It’s pretty safe to say that I have never been one to follow fashion rules.
I wore a Spice Girls T-shirt with a velour skirt on the first day of kindergarten at age 6, a neon hair extension to my cousin’s wedding at age 8 and suffered from a notable scene-kid phase in my early teens.
There is undoubtedly a picture of me floating around MySpace in bright blue pants and a purple Cobra Starship hoodie.
So, almost needless to say, I find the “no white after Labor Day” rule completely preposterous.
My first problem with the rule is that it’s nondescript. Do you mean to tell me that I am required to exile all of my white T-shirts for an entire season? You do realize that this would include my Pee-wee’s Playhouse shirt, don’t you? Forbidding me from wearing such a closet-staple is a crime in itself, if you ask me.
Additionally, if it were truly shameful to wear white in the winter, wouldn’t white sweaters, scarves, mittens, corduroys, fur coats and the associated fuzzy articles of the white variety be banned from production by merchandisers worldwide? If this rule were as well-practiced as it were versed, bunnies could sleep much sounder knowing that their alabaster fur wasn’t at risk of being robbed for the Angora market.
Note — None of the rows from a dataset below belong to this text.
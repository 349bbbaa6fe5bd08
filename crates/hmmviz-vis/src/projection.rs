//! World-to-screen projection for both layout modes.

use glam::{Mat4, Vec2, Vec3};
use hmmviz_layout::{Layout, LayoutMode};

/// Vertical field of view of the orbit camera used in volumetric mode.
const FOV: f32 = std::f32::consts::FRAC_PI_4;

/// Camera elevation above the ring plane, as a fraction of its distance.
const ELEVATION: f32 = 0.45;

/// Camera distance from the origin, as a multiple of the layout extent.
const DISTANCE: f32 = 2.6;

/// Maps layout positions onto a 2D plane, before fitting to the surface.
///
/// Flat layouts pass through unchanged. Volumetric layouts are seen by a
/// fixed orbit camera looking at the origin from slightly above, and the
/// projected points are rescaled back to layout units so both modes fit the
/// surface the same way.
#[derive(Debug, Clone, Copy)]
pub struct Projection {
    mode: LayoutMode,
    view_projection: Mat4,
    extent: f32,
}

impl Projection {
    pub fn new(layout: &Layout) -> Self {
        let (lo, hi) = layout.bounds();
        let extent = lo.abs().max(hi.abs()).max_element().max(1.0);

        // Layout y grows downward like screen space; the camera works with
        // y up, so the eye sits on the -y side to keep START on top.
        let eye = Vec3::new(0.0, ELEVATION, 1.0).normalize() * extent * DISTANCE;
        let view = Mat4::look_at_rh(eye, Vec3::ZERO, Vec3::Y);
        let projection = Mat4::perspective_rh(FOV, 1.0, 0.1, extent * DISTANCE * 4.0);

        Self {
            mode: layout.mode,
            view_projection: projection * view,
            extent,
        }
    }

    /// Project one position. Returns the 2D point and its depth (larger is
    /// further from the viewer; always 0 in flat mode).
    pub fn project(&self, p: Vec3) -> (Vec2, f32) {
        match self.mode {
            LayoutMode::Flat => (Vec2::new(p.x, p.y), 0.0),
            LayoutMode::Volumetric => {
                let clip = self.view_projection * Vec3::new(p.x, -p.y, p.z).extend(1.0);
                if clip.w <= f32::EPSILON {
                    return (Vec2::new(p.x, p.y), 0.0);
                }
                let ndc = clip.truncate() / clip.w;
                // The cotangent of half the FOV undoes the perspective scale
                // at the origin, so a unit at the centre stays a unit.
                let scale = self.extent * DISTANCE * (FOV * 0.5).tan();
                (Vec2::new(ndc.x, -ndc.y) * scale, clip.w)
            }
        }
    }
}

/// Uniform scale and translation that fits a set of points into a rectangle.
#[derive(Debug, Clone, Copy, PartialEq)]
pub struct Fit {
    pub scale: f32,
    source_center: Vec2,
    target_center: Vec2,
}

/// Never enlarge a diagram by more than this.
const MAX_FIT_SCALE: f32 = 1.5;

impl Fit {
    /// Fit `points`, each padded by `pad` on every side, into the rectangle
    /// at `origin` of `size`.
    pub fn new(points: impl IntoIterator<Item = Vec2>, pad: f32, origin: Vec2, size: Vec2) -> Self {
        let mut points = points.into_iter();
        let target_center = origin + size * 0.5;
        let Some(first) = points.next() else {
            return Self {
                scale: 1.0,
                source_center: Vec2::ZERO,
                target_center,
            };
        };
        let (lo, hi) = points.fold((first, first), |(lo, hi), p| (lo.min(p), hi.max(p)));
        let span = (hi - lo) + Vec2::splat(2.0 * pad.max(0.0));
        let span = span.max(Vec2::splat(1.0));
        let scale = (size.x / span.x)
            .min(size.y / span.y)
            .clamp(f32::EPSILON, MAX_FIT_SCALE);

        Self {
            scale,
            source_center: (lo + hi) * 0.5,
            target_center,
        }
    }

    pub fn apply(&self, p: Vec2) -> Vec2 {
        self.target_center + (p - self.source_center) * self.scale
    }
}

#[cfg(test)]
mod tests {
    use super::*;
    use hmmviz_layout::{compute_layout, TierCounts};

    #[test]
    fn flat_projection_is_identity() {
        let layout = compute_layout(TierCounts::new(3, 2, true), LayoutMode::Flat);
        let projection = Projection::new(&layout);
        let (p, depth) = projection.project(Vec3::new(12.0, -7.0, 0.0));
        assert_eq!(p, Vec2::new(12.0, -7.0));
        assert_eq!(depth, 0.0);
    }

    #[test]
    fn volumetric_keeps_start_above_observations() {
        let layout = compute_layout(TierCounts::new(4, 3, true), LayoutMode::Volumetric);
        let projection = Projection::new(&layout);
        let (start, _) = projection.project(layout.initial.unwrap());
        for obs in &layout.observations {
            let (o, _) = projection.project(*obs);
            assert!(start.y < o.y);
            assert!(o.is_finite());
        }
    }

    #[test]
    fn volumetric_depth_orders_ring_nodes() {
        let layout = compute_layout(TierCounts::new(4, 0, false), LayoutMode::Volumetric);
        let projection = Projection::new(&layout);
        let depths: Vec<f32> = layout
            .states
            .iter()
            .map(|p| projection.project(*p).1)
            .collect();
        // The first state sits on the far side of the ring, the third near.
        assert!(depths[0] > depths[2]);
    }

    #[test]
    fn fit_centres_and_bounds_scale() {
        let fit = Fit::new(
            [Vec2::new(-100.0, -50.0), Vec2::new(100.0, 50.0)],
            0.0,
            Vec2::ZERO,
            Vec2::new(400.0, 400.0),
        );
        assert_eq!(fit.scale, 1.5);
        assert_eq!(fit.apply(Vec2::ZERO), Vec2::new(200.0, 200.0));

        let fit = Fit::new(
            [Vec2::new(-1000.0, 0.0), Vec2::new(1000.0, 0.0)],
            0.0,
            Vec2::ZERO,
            Vec2::new(400.0, 400.0),
        );
        assert_eq!(fit.scale, 0.2);
    }

    #[test]
    fn fit_of_nothing_or_one_point_is_finite() {
        let empty = Fit::new(std::iter::empty(), 10.0, Vec2::ZERO, Vec2::new(100.0, 80.0));
        assert_eq!(empty.apply(Vec2::ZERO), Vec2::new(50.0, 40.0));

        let single = Fit::new([Vec2::new(5.0, 5.0)], 0.0, Vec2::ZERO, Vec2::new(100.0, 80.0));
        assert!(single.scale.is_finite());
        assert_eq!(single.apply(Vec2::new(5.0, 5.0)), Vec2::new(50.0, 40.0));
    }
}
When the rule comes to distressed white pants, however, an absolutely impractical “statement piece,” the rule should extend to before and after Labor Day. Those are just never appropriate.
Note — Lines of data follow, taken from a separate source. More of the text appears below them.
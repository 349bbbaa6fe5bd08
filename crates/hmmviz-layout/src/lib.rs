//! hmmviz Layout
//!
//! Deterministic 3-tier node placement for state transition diagrams.
//!
//! # Tiers
//!
//! A diagram of a discrete-state stochastic process has three kinds of node:
//! - the initial-state node (`START`), optional
//! - hidden-state nodes, arranged on a ring
//! - observation nodes, arranged on a second row (2D) or ring (3D)
//!
//! # Stability
//!
//! Positions are a pure function of `(TierCounts, LayoutMode)`. There is no
//! randomness and no iterative relaxation, so re-rendering the same model
//! never moves a node. [`LayoutCache`] recomputes only when the counts change
//! or a mode is requested for the first time.

mod cache;
mod ring;
mod tiers;

pub use cache::LayoutCache;
pub use ring::{ring_point, ring_radius, row_point};
pub use tiers::{compute_layout, Layout, LayoutMode, NodeId, Tier, TierCounts};

/// Arc length between adjacent nodes on a ring.
pub const NODE_SPACING: f32 = 120.0;

/// Smallest radius the hidden-state ring may use.
pub const MIN_RING_RADIUS: f32 = 140.0;

/// Distance between the hidden-state ring and the neighbouring tiers.
pub const TIER_GAP: f32 = 160.0;

/// Horizontal distance between adjacent observation nodes in 2D.
pub const ROW_SPACING: f32 = 100.0;

#[cfg(test)]
mod tests {
    use super::*;

    #[test]
    fn tier_gap_clears_node_spacing() {
        // Neighbouring tiers must not overlap a ring slot.
        assert!(TIER_GAP > NODE_SPACING);
        assert!(MIN_RING_RADIUS > NODE_SPACING / 2.0);
    }
}
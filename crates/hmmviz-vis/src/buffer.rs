//! Append-only, randomly seekable store of snapshots for one training run.

use std::sync::Arc;

use hmmviz_layout::TierCounts;

use crate::error::{Error, Result};
use crate::snapshot::Snapshot;

/// Ordered snapshots of one run.
///
/// Snapshots are immutable once appended and handed out as `Arc`s, so a
/// renderer can keep drawing an old snapshot while new ones arrive. There is
/// no eviction: the buffer only shrinks through [`SnapshotBuffer::clear`] or a
/// wholesale [`SnapshotBuffer::replace`].
#[derive(Debug, Default, Clone)]
pub struct SnapshotBuffer {
    snapshots: Vec<Arc<Snapshot>>,
}

impl SnapshotBuffer {
    pub fn new() -> Self {
        Self::default()
    }

    pub fn len(&self) -> usize {
        self.snapshots.len()
    }

    pub fn is_empty(&self) -> bool {
        self.snapshots.is_empty()
    }

    /// Iteration index of the last snapshot, if any.
    pub fn last_iteration(&self) -> Option<u64> {
        self.snapshots.last().map(|s| s.iteration)
    }

    /// Node counts shared by every snapshot in the buffer.
    pub fn tier_counts(&self) -> Option<TierCounts> {
        self.snapshots.first().map(|s| s.tier_counts())
    }

    /// Validate and append. On error the buffer is unchanged.
    pub fn append(&mut self, snapshot: Snapshot) -> Result<()> {
        self.check_next(&snapshot, self.last_iteration(), self.tier_counts())?;
        warn_on_violations(&snapshot);
        self.snapshots.push(Arc::new(snapshot));
        Ok(())
    }

    pub fn get(&self, index: usize) -> Result<Arc<Snapshot>> {
        self.snapshots.get(index).cloned().ok_or(Error::Range {
            index,
            len: self.snapshots.len(),
        })
    }

    pub fn clear(&mut self) {
        self.snapshots.clear();
    }

    /// Swap in a whole new run. Every snapshot is validated first; if any is
    /// rejected the current contents are kept.
    pub fn replace(&mut self, snapshots: Vec<Snapshot>) -> Result<()> {
        let mut last = None;
        let mut counts = None;
        for (i, snapshot) in snapshots.iter().enumerate() {
            self.check_next(snapshot, last, counts)
                .map_err(|e| Error::validation(format!("snapshot {i}: {e}")))?;
            last = Some(snapshot.iteration);
            counts = counts.or(Some(snapshot.tier_counts()));
        }
        for snapshot in &snapshots {
            warn_on_violations(snapshot);
        }
        self.snapshots = snapshots.into_iter().map(Arc::new).collect();
        Ok(())
    }

    fn check_next(
        &self,
        snapshot: &Snapshot,
        last: Option<u64>,
        counts: Option<TierCounts>,
    ) -> Result<()> {
        snapshot.validate()?;
        if let Some(last) = last {
            if snapshot.iteration <= last {
                return Err(Error::validation(format!(
                    "iteration index {} is not greater than previous {last}",
                    snapshot.iteration
                )));
            }
        }
        if let Some(counts) = counts {
            if snapshot.tier_counts() != counts {
                return Err(Error::validation(format!(
                    "snapshot dimensions {:?} differ from run dimensions {counts:?}",
                    snapshot.tier_counts()
                )));
            }
        }
        Ok(())
    }
}

fn warn_on_violations(snapshot: &Snapshot) {
    for v in snapshot.stochastic_violations() {
        tracing::warn!(
            iteration = snapshot.iteration,
            distribution = ?v.distribution,
            sum = v.sum,
            "probability vector does not sum to 1"
        );
    }
}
Secondly, when is it ever OK to begin wearing white again? Apparently I’m not alone in this thought, for Google attempts to answer my question with 318 million results. I wonder why the mysterious day of white reinstatement isn’t more celebrated. We could all get together and look like we’re going to some “Laguna Beach” theme party that Lauren “LC” Conrad invited us to in hopes of pissing off Kristin Cavallari, or perhaps if our hemlines were a little longer, like a troupe of hopefuls waiting for their confirmation or First Holy Communion. It could really be something special.
Additionally, doesn’t the term “White Christmas” have any significance to you? Bing Crosby would be embarrassed that you’re actually trying to avoid wearing white during the snowy season. That’s like praying for water but refusing to do a rain dance. It just doesn’t make sense.
Also, an online source I wish I had stumbled upon sooner named “WiseGeek” raises an excellent question: Where do brides fall into this equation? Do Vera Wang and Pnina Tornai make special “eggshell” and “cream” colored gowns for those unfortunate post-Labor-Day brides? Is a bride who truly deserves to wear white on her special day any less deserving because she planned a fall wedding? Fashion police are insensitive and impractical to matters such as these.
I’d also like to say that I personally take offense to the “no white after Labor Day” rule, for I am nothing but white after Labor Day. I don’t have a bit of Italian, Greek, Puerto Rican or any of the lovely bronzing ethnic genes in me. Am I myself out of style once the warm weather fades away too? If I’m wrong in the matter, then I don’t want to be right – because tan chicks in the winter will never stop being weird to me.
So, my fellow fashion rogues, I dare you to keep wearing white during these impending winter months. Let’s reclaim white once and for all.